令和の時代の教育について。
教育には、競争原理が多分に取り入れられてきた。
受験に至っては「戦争」という物騒な名称がつくこともあるほど、教育と競争は根深い関係である。
(私自身の考えとしては、受験は自分自身との対話と比較であり、その分には結構ではないかと思っている。
偏差値70の学校に行きたければ、実は他者は関係なく、偏差値70の学力と人間性を、自分につけるだけである。)
教育における競争が有効な場合。
それは、例えばスポーツの世界である。
「切磋琢磨」という言葉がぴったりくるような関係なら、大いに結構である。
ライバルと互いの技を競い合うというような真剣勝負は、楽しいものである。
しかし、これが間違って取り入れられてきた経緯もある。
他人に勝つことを第一に考えられた教育。
隣の学級は敵。
勝てば官軍負ければ賊軍。
そういう学校風土が各校に実際にあったことは否めないだろう。
そして、周りの声を聞く限り、それは今でもたくさんあるのではないかと推察する。
(部活動においても、間違った競争が未だに繰り広げられているような学校もある。
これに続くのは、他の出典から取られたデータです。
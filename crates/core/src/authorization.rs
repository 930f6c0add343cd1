//! Ownership checks for comment mutation.
//!
//! Every path that writes a comment asks here first; the answer is a value,
//! so callers decide how a refusal is reported.

use codestar_db::entities::{comment, user};

/// Refusal reason for anonymous callers.
pub const NOT_SIGNED_IN: &str = "not signed in";

/// Outcome of an authorization check.
#[derive(Debug, Clone, Copy, PartialEq, Eq)]
pub enum Authorization {
    /// The caller may proceed.
    Authorized,
    /// The caller may not proceed, with a short reason for logs.
    Forbidden(&'static str),
}

impl Authorization {
    /// Whether the caller may go ahead.
    #[must_use]
    pub const fn is_authorized(self) -> bool {
        matches!(self, Self::Authorized)
    }
}

/// Only signed-in users may leave comments.
#[must_use]
pub const fn can_post_comment(caller: Option<&user::Model>) -> Authorization {
    match caller {
        Some(_) => Authorization::Authorized,
        None => Authorization::Forbidden(NOT_SIGNED_IN),
    }
}

/// Only the author of a comment may edit or delete it.
#[must_use]
pub fn can_modify_comment(caller: Option<&user::Model>, comment: &comment::Model) -> Authorization {
    match caller {
        None => Authorization::Forbidden(NOT_SIGNED_IN),
        Some(user) if comment.is_authored_by(&user.id) => Authorization::Authorized,
        Some(_) => Authorization::Forbidden("not the comment author"),
    }
}
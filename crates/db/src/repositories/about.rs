//! About page repository.

use std::sync::Arc;

use crate::entities::{About, about};
use codestar_common::{AppError, AppResult};
use sea_orm::{DatabaseConnection, EntityTrait, QueryOrder};

/// About page repository.
#[derive(Clone)]
pub struct AboutRepository {
    db: Arc<DatabaseConnection>,
}

impl AboutRepository {
    /// Create a new about repository.
    #[must_use]
    pub const fn new(db: Arc<DatabaseConnection>) -> Self {
        Self { db }
    }

    /// Find the most recently updated about entry, if any exists.
    pub async fn find_latest(&self) -> AppResult<Option<about::Model>> {
        About::find()
            .order_by_desc(about::Column::UpdatedOn)
            .one(self.db.as_ref())
            .await
            .map_err(|e| AppError::Database(e.to_string()))
    }
}
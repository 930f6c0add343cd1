//! Blog post entity.

use sea_orm::entity::prelude::*;
use serde::{Deserialize, Serialize};

/// Publication status. Only published posts are visible to visitors.
#[derive(
    Debug, Clone, Copy, Default, PartialEq, Eq, EnumIter, DeriveActiveEnum, Serialize, Deserialize,
)]
#[sea_orm(rs_type = "i32", db_type = "Integer")]
pub enum PostStatus {
    #[default]
    #[sea_orm(num_value = 0)]
    Draft,
    #[sea_orm(num_value = 1)]
    Published,
}

#[derive(Clone, Debug, PartialEq, Eq, DeriveEntityModel, Serialize, Deserialize)]
#[sea_orm(table_name = "post")]
pub struct Model {
    #[sea_orm(primary_key, auto_increment = false)]
    pub id: String,

    #[sea_orm(unique)]
    pub title: String,

    /// URL-safe public identifier derived from the title
    #[sea_orm(unique)]
    pub slug: String,

    #[sea_orm(indexed)]
    pub author_id: String,

    /// Reference to the featured image on the external media host
    #[sea_orm(default_value = "placeholder")]
    pub featured_image: String,

    /// Post body (trusted HTML written by the author)
    #[sea_orm(column_type = "Text")]
    pub content: String,

    pub created_on: DateTimeWithTimeZone,

    pub updated_on: DateTimeWithTimeZone,

    pub status: PostStatus,

    #[sea_orm(column_type = "Text")]
    pub excerpt: String,
}

#[derive(Copy, Clone, Debug, EnumIter, DeriveRelation)]
pub enum Relation {
    #[sea_orm(
        belongs_to = "super::user::Entity",
        from = "Column::AuthorId",
        to = "super::user::Column::Id",
        on_delete = "Cascade"
    )]
    Author,

    #[sea_orm(has_many = "super::comment::Entity")]
    Comments,
}

impl Related<super::user::Entity> for Entity {
    fn to() -> RelationDef {
        Relation::Author.def()
    }
}

impl Related<super::comment::Entity> for Entity {
    fn to() -> RelationDef {
        Relation::Comments.def()
    }
}

impl ActiveModelBehavior for ActiveModel {}
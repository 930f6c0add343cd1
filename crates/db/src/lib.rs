//! Database layer for codestar.

pub mod entities;
pub mod migrations;
pub mod repositories;
pub mod test_utils;

use codestar_common::{AppError, Config};
use sea_orm::{ConnectOptions, Database, DatabaseConnection};
use std::time::Duration;
use tracing::log::LevelFilter;

/// Initialize database connection.
pub async fn init(config: &Config) -> Result<DatabaseConnection, AppError> {
    let mut opt = ConnectOptions::new(&config.database.url);

    opt.max_connections(config.database.max_connections)
        .min_connections(config.database.min_connections)
        .connect_timeout(Duration::from_secs(10))
        .acquire_timeout(Duration::from_secs(10))
        .idle_timeout(Duration::from_secs(600))
        .max_lifetime(Duration::from_secs(1800))
        .sqlx_logging(true)
        .sqlx_logging_level(LevelFilter::Debug);

    Database::connect(opt)
        .await
        .map_err(|e| AppError::Database(e.to_string()))
}

/// Run pending migrations.
pub async fn migrate(db: &DatabaseConnection) -> Result<(), AppError> {
    use sea_orm_migration::MigratorTrait;
    migrations::Migrator::up(db, None)
        .await
        .map_err(|e| AppError::Database(e.to_string()))
}
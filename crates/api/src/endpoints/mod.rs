//! Site endpoints.

mod about;
mod accounts;
mod blog;

use axum::{Router, response::Redirect, routing::get};

use crate::middleware::AppState;

/// Create the site router.
pub fn router() -> Router<AppState> {
    Router::new()
        .route("/", get(|| async { Redirect::to("/blog/") }))
        .merge(about::router())
        .merge(blog::router())
        .merge(accounts::router())
}
//! Create post table migration.

use sea_orm_migration::prelude::*;

use super::m20250101_000001_create_user_table::User;

#[derive(DeriveMigrationName)]
pub struct Migration;

#[async_trait::async_trait]
impl MigrationTrait for Migration {
    async fn up(&self, manager: &SchemaManager) -> Result<(), DbErr> {
        manager
            .create_table(
                Table::create()
                    .table(Post::Table)
                    .if_not_exists()
                    .col(ColumnDef::new(Post::Id).string_len(32).not_null().primary_key())
                    .col(ColumnDef::new(Post::Title).string_len(200).not_null())
                    .col(ColumnDef::new(Post::Slug).string_len(200).not_null())
                    .col(ColumnDef::new(Post::AuthorId).string_len(32).not_null())
                    .col(
                        ColumnDef::new(Post::FeaturedImage)
                            .string_len(255)
                            .not_null()
                            .default("placeholder"),
                    )
                    .col(ColumnDef::new(Post::Content).text().not_null())
                    .col(
                        ColumnDef::new(Post::CreatedOn)
                            .timestamp_with_time_zone()
                            .not_null()
                            .default(Expr::current_timestamp()),
                    )
                    .col(
                        ColumnDef::new(Post::UpdatedOn)
                            .timestamp_with_time_zone()
                            .not_null()
                            .default(Expr::current_timestamp()),
                    )
                    // 0 = draft, 1 = published
                    .col(ColumnDef::new(Post::Status).integer().not_null().default(0))
                    .col(ColumnDef::new(Post::Excerpt).text().not_null().default(""))
                    .foreign_key(
                        ForeignKey::create()
                            .name("fk_post_author")
                            .from(Post::Table, Post::AuthorId)
                            .to(User::Table, User::Id)
                            .on_delete(ForeignKeyAction::Cascade),
                    )
                    .to_owned(),
            )
            .await?;

        manager
            .create_index(
                Index::create()
                    .name("idx_post_title_unique")
                    .table(Post::Table)
                    .col(Post::Title)
                    .unique()
                    .to_owned(),
            )
            .await?;

        manager
            .create_index(
                Index::create()
                    .name("idx_post_slug_unique")
                    .table(Post::Table)
                    .col(Post::Slug)
                    .unique()
                    .to_owned(),
            )
            .await?;

        manager
            .create_index(
                Index::create()
                    .name("idx_post_author_id")
                    .table(Post::Table)
                    .col(Post::AuthorId)
                    .to_owned(),
            )
            .await?;

        // Listing query: published posts, newest first
        manager
            .create_index(
                Index::create()
                    .name("idx_post_status_created_on")
                    .table(Post::Table)
                    .col(Post::Status)
                    .col(Post::CreatedOn)
                    .to_owned(),
            )
            .await?;

        Ok(())
    }

    async fn down(&self, manager: &SchemaManager) -> Result<(), DbErr> {
        manager
            .drop_table(Table::drop().table(Post::Table).to_owned())
            .await
    }
}

#[derive(Iden)]
pub enum Post {
    Table,
    Id,
    Title,
    Slug,
    AuthorId,
    FeaturedImage,
    Content,
    CreatedOn,
    UpdatedOn,
    Status,
    Excerpt,
}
)
競争に勝つより、競争しないで済む方法を考えられる人になることが大切である。
奪い合うより、分かち合うようにするにはどうすればいいか。
助け合うにするにはどうすればいいか。
「競争」よりも「協奏」「協創」を考えられる人を育てていくべきである。
経済の視点からすると、反対されるかもしれない。
しかし長い目で見て、競争力(=人口)の低下を回避できない日本が生き残るには、こちらである。
他者の視点で見て、人に喜ばれることを協力して創造していく力が必要である。
数の上でアジア諸国に圧倒される日本が、同等の価値を生み出すにはこれしかない。
学校の日々の授業は、競争をさせているか、協奏し協創をさせているか。
前号で示した「学級担任の交替制度」も、この視点からである。
これからの日本の未来のためにも、今までの教育の在り方を、根本から見直していきたい。